Goal of the exercise » Look through the records and copy every line in which "clone" appears.

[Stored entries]
════════
impl SessionActor {
    fn new(
        config: SessionConfig,
        factory: Arc<dyn SocketFactory>,
        receiver: mpsc::UnboundedReceiver<SessionCommand>,
        commands: mpsc::WeakUnboundedSender<SessionCommand>,
        state_tx: watch::Sender<ConnectionState>,
    ) -> Self {
        Self {
            config,
            factory,
            receiver,
            commands,
            state: ConnectionState::Idle,
            state_tx,
            socket: None,
            generation: 0,
            session_id: None,
            listener: None,
            ids: CallIdGenerator::new(),
            pending: PendingCalls::new(),
            subscriptions: Subscriptions::new(),
            heartbeat: None,
            reconnect_timer: None,
            reconnect_attempt: 0,
        }
    }

    /// Run the session event loop
    ///
    /// Processes commands until every `Session` handle is dropped.
    async fn run(mut self) {
        info!("Session started for {}", self.config.url);

        while let Some(cmd) = self.receiver.recv().await {
            self.handle_command(cmd);
        }

        self.abort_reconnect();
        if self.socket.is_some() {
            self.close_connection();
        }
        info!("Session for {} shutting down", self.config.url);
    }

    /// Process a single command
    fn handle_command(&mut self, cmd: SessionCommand) {
        match cmd {
            SessionCommand::Connect { listener, reply } => {
                let _ = reply.send(self.handle_connect(listener));
            }
            SessionCommand::Disconnect { reply } => {
                self.handle_disconnect();
                let _ = reply.send(());
            }
            SessionCommand::Call {
                method,
                params,
                reply,
            } => {
                self.handle_call(method, params, reply);
            }
            SessionCommand::Subscribe { subscription } => {
                self.handle_subscribe(subscription);
            }
            SessionCommand::Unsubscribe { id, reply } => {
                let _ = reply.send(self.handle_unsubscribe(id));
            }
            SessionCommand::Transport { generation, event } => {
                self.handle_transport(generation, event);
            }
            SessionCommand::Heartbeat => {
                self.handle_heartbeat();
            }
            SessionCommand::Reconnect => {
                self.handle_reconnect();
            }
        }
    }

    fn handle_connect(&mut self, listener: Arc<dyn ConnectListener>) -> Result<(), SessionError> {
        if self.state.is_live() {
            return Err(SessionError::AlreadyConnected);
        }

        self.listener = Some(listener);
        self.abort_reconnect();
        self.reconnect_attempt = 0;
        self.open_socket()
    }

    fn handle_disconnect(&mut self) {
        self.abort_reconnect();

        if self.socket.is_none() {
            debug!("Disconnect requested with no live connection");
            return;
        }

        match &self.session_id {
            Some(session_id) => info!("Disconnecting session {} from {}", session_id, self.config.url),
            None => info!("Disconnecting from {}", self.config.url),
        }
        self.close_connection();
        if let Some(listener) = &self.listener {
            listener.on_disconnect(false);
        }
    }

    fn handle_call(&mut self, method: String, params: Vec<Value>, reply: Responder) {
        if self.state != ConnectionState::Open {
            let _ = reply.send(Err(SessionError::NotConnected));
            return;
        }

        let id = self.ids.next_id();
        let frame = OutgoingMessage::method(&id, &method, params);
        if self.pending.register(id.clone(), reply).is_err() {
            warn!("Correlation id {} already in use, call '{}' rejected", id, method);
            return;
        }

        match self.send_frame(&frame) {
            Ok(()) => debug!("Call {} '{}' sent ({} pending)", id, method, self.pending.len()),
            Err(e) => {
                warn!("Failed to send call {} '{}': {}", id, method, e);
                self.pending.reject(&id, e);
            }
        }
    }

    fn handle_subscribe(&mut self, subscription: Subscription) {
        info!("Subscribing to '{}' ({})", subscription.name, subscription.id);
        if self.state == ConnectionState::Open {
            if let Err(e) = self.send_frame(&subscription.sub_message()) {
                warn!("Failed to send subscription {}: {}", subscription.id, e);
            }
        }
        self.subscriptions.insert(subscription);
    }

    fn handle_unsubscribe(&mut self, id: SubscriptionId) -> bool {
        if self.subscriptions.remove(&id).is_none() {
            return false;
        }

        info!("Unsubscribed {}", id);
        if self.state == ConnectionState::Open {
            let unsub = OutgoingMessage::Unsub { id: id.to_string() };
            if let Err(e) = self.send_frame(&unsub) {
                warn!("Failed to send unsubscribe {}: {}", id, e);
            }
        }
        true
    }

    fn handle_transport(&mut self, generation: u64, event: TransportEvent) {
        if generation != self.generation || self.socket.is_none() {
            debug!("Ignoring event from stale socket {}: {:?}", generation, event);
            return;
        }

        match event {
            TransportEvent::Open => {
                debug!("Socket open, sending handshake");
                if let Err(e) = self.send_frame(&OutgoingMessage::connect()) {
                    warn!("Failed to send handshake: {}", e);
                }
            }
            TransportEvent::Message(text) => self.handle_frame(&text),
            TransportEvent::Close { closed_by_server } => self.handle_socket_closed(closed_by_server),
            TransportEvent::Error(err) => {
                if self.state == ConnectionState::Connecting {
                    warn!("Connect to {} failed: {}", self.config.url, err);
                    self.fail_connect(SessionError::Transport(err));
                } else {
                    warn!("Transport error on open session: {}", err);
                    self.handle_socket_closed(true);
                }
            }
        }
    }

    /// Dispatch one decoded frame
    fn handle_frame(&mut self, text: &str) {
        match decode(text) {
            DecodedMessage::Connected { session } => self.handle_connected(SessionId(session)),
            DecodedMessage::Failed { version } => {
                warn!("Server rejected protocol version, wants {:?}", version);
                if self.state == ConnectionState::Connecting {
                    let reason = format!(
                        "server does not support protocol version (suggested {})",
                        version.as_deref().unwrap_or("none")
                    );
                    self.close_connection();
                    if let Some(listener) = &self.listener {
                        listener.on_connect_error(&SessionError::Protocol(reason));
                    }
                }
            }
            DecodedMessage::Result { id, outcome } => {
                let found = match outcome {
                    CallOutcome::Success(payload) => self.pending.resolve(&id, payload),
                    CallOutcome::Failure(api_error) => {
                        debug!("Call {} failed: {}", id, api_error);
                        self.pending.reject(&id, SessionError::Api(api_error))
                    }
                    CallOutcome::Malformed(reason) => {
                        warn!("Malformed result for call {}: {}", id, reason);
                        self.pending.reject(&id, SessionError::Protocol(reason))
                    }
                };
                if !found {
                    debug!("Result for unknown call {} dropped", id);
                }
            }
            DecodedMessage::Added {
                collection,
                id,
                fields,
            } => {
                self.subscriptions
                    .dispatch(&collection, StreamEvent::Added { id: &id, fields: &fields });
            }
            DecodedMessage::Changed {
                collection,
                id,
                fields,
                ..
            } => {
                self.subscriptions
                    .dispatch(&collection, StreamEvent::Changed { id: &id, fields: &fields });
            }
            DecodedMessage::Removed { collection, id } => {
                self.subscriptions
                    .dispatch(&collection, StreamEvent::Removed { id: &id });
            }
            DecodedMessage::Ping { id } => {
                if let Err(e) = self.send_frame(&OutgoingMessage::Pong { id }) {
                    warn!("Failed to answer ping: {}", e);
                }
            }
            DecodedMessage::Pong { .. } => debug!("Pong received"),
            DecodedMessage::Ready { subs } => debug!("Subscriptions ready: {:?}", subs),
            DecodedMessage::NoSub { id, error } => {
                if let Some(sub) = self.subscriptions.remove_by_wire_id(&id) {
                    match error {
                        Some(err) => warn!("Subscription '{}' rejected: {}", sub.name, err),
                        None => info!("Subscription '{}' ended by server", sub.name),
                    }
                }
            }
            DecodedMessage::Updated { methods } => debug!("Methods updated: {:?}", methods),
            DecodedMessage::ServerError { reason } => warn!("Server reported error: {}", reason),
            DecodedMessage::Unknown => debug!("Unrecognized frame ignored"),
        }
    }

    fn handle_connected(&mut self, session_id: SessionId) {
        if self.state != ConnectionState::Connecting {
            debug!("Duplicate connected frame ignored");
            return;
        }

        info!("Session {} open on {}", session_id, self.config.url);
        self.set_state(ConnectionState::Open);
        self.session_id = Some(session_id.clone());
        self.reconnect_attempt = 0;
        self.start_heartbeat();

        for sub in self.subscriptions.sub_messages() {
            if let Err(e) = self.send_frame(&sub) {
                warn!("Failed to restore subscription: {}", e);
            }
        }

        if let Some(listener) = &self.listener {
            listener.on_connect(&session_id);
        }
    }

    fn handle_socket_closed(&mut self, closed_by_server: bool) {
        info!(
            "Connection to {} closed (by server: {})",
            self.config.url, closed_by_server
        );
        self.close_connection();
        if let Some(listener) = &self.listener {
            listener.on_disconnect(closed_by_server);
        }
        self.schedule_reconnect();
    }

    fn fail_connect(&mut self, error: SessionError) {
        self.close_connection();
        if let Some(listener) = &self.listener {
            listener.on_connect_error(&error);
        }
        self.schedule_reconnect();
    }

    fn handle_heartbeat(&mut self) {
        if self.state != ConnectionState::Open {
            return;
        }
        if let Err(e) = self.send_frame(&OutgoingMessage::Ping { id: None }) {
            warn!("Failed to send heartbeat: {}", e);
        }
    }

    fn handle_reconnect(&mut self) {
        self.reconnect_timer = None;
        if self.state != ConnectionState::Closed {
            return;
        }

        info!(
            "Reconnecting to {} (attempt {})",
            self.config.url, self.reconnect_attempt
        );
        if let Err(e) = self.open_socket() {
            warn!("Reconnect failed: {}", e);
            if let Some(listener) = &self.listener {
                listener.on_connect_error(&e);
            }
            self.schedule_reconnect();
        }
    }

    /// Create a socket for a new generation and enter `Connecting`
    fn open_socket(&mut self) -> Result<(), SessionError> {
        self.generation += 1;
        let listener = SocketListener::new(self.generation, self.commands.clone());
        self.set_state(ConnectionState::Connecting);

        match self.factory.create(&self.config.url, listener) {
            Ok(socket) => {
                self.socket = Some(socket);
                Ok(())
            }
            Err(e) => {
                self.set_state(ConnectionState::Closed);
                Err(e.into())
            }
        }
    }

    /// Tear down the current socket and fail every pending call
    fn close_connection(&mut self) {
        if let Some(socket) = self.socket.take() {
            socket.close();
        }
        self.stop_heartbeat();
        self.session_id = None;
        self.set_state(ConnectionState::Closed);

        let failed = self.pending.drain_all(SessionError::ConnectionClosed);
        if failed > 0 {
            info!("Failed {} pending calls on close", failed);
        }
    }

    fn schedule_reconnect(&mut self) {
        let Some(strategy) = self.config.reconnection.clone() else {
            return;
        };
        let Some(delay) = strategy.delay_for_attempt(self.reconnect_attempt) else {
            info!(
                "Giving up on {} after {} reconnect attempts",
                self.config.url, self.reconnect_attempt
            );
            return;
        };

        self.reconnect_attempt += 1;
        debug!("Reconnect scheduled in {:?}", delay);

        self.abort_reconnect();
        let commands = self.commands.clone();
        self.reconnect_timer = Some(tokio::spawn(async move {
            tokio::time::sleep(delay).await;
            if let Some(commands) = commands.upgrade() {
                let _ = commands.send(SessionCommand::Reconnect);
            }
        }));
    }

    fn abort_reconnect(&mut self) {
        if let Some(timer) = self.reconnect_timer.take() {
            timer.abort();
        }
    }

    fn start_heartbeat(&mut self) {
        self.stop_heartbeat();
        // tokio intervals reject a zero period
        let Some(period) = self.config.ping_interval.filter(|period| !period.is_zero()) else {
            return;
        };

        let commands = self.commands.clone();
        self.heartbeat = Some(tokio::spawn(async move {
            let mut ticker = tokio::time::interval(period);
            // First tick completes immediately
            ticker.tick().await;
            loop {
                ticker.tick().await;
                let Some(commands) = commands.upgrade() else {
                    break;
                };
                if commands.send(SessionCommand::Heartbeat).is_err() {
                    break;
                }
            }
        }));
    }

    fn stop_heartbeat(&mut self) {
        if let Some(heartbeat) = self.heartbeat.take() {
            heartbeat.abort();
        }
    }

    fn send_frame(&self, message: &OutgoingMessage) -> Result<(), SessionError> {
        let Some(socket) = &self.socket else {
            return Err(SessionError::NotConnected);
        };
        socket.send(message.encode()?)?;
        Ok(())
    }

    fn set_state(&mut self, state: ConnectionState) {
        if self.state != state {
            debug!("Session state {:?} -> {:?}", self.state, state);
            self.state = state;
            self.state_tx.send_replace(state);
        }
    }
}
════════
Answer below »
        if self.pending.register(id.clone(), reply).is_err() {
        self.session_id = Some(session_id.clone());
        let listener = SocketListener::new(self.generation, self.commands.clone());
        let Some(strategy) = self.config.reconnection.clone() else {
        let commands = self.commands.clone();
        let commands = self.commands.clone();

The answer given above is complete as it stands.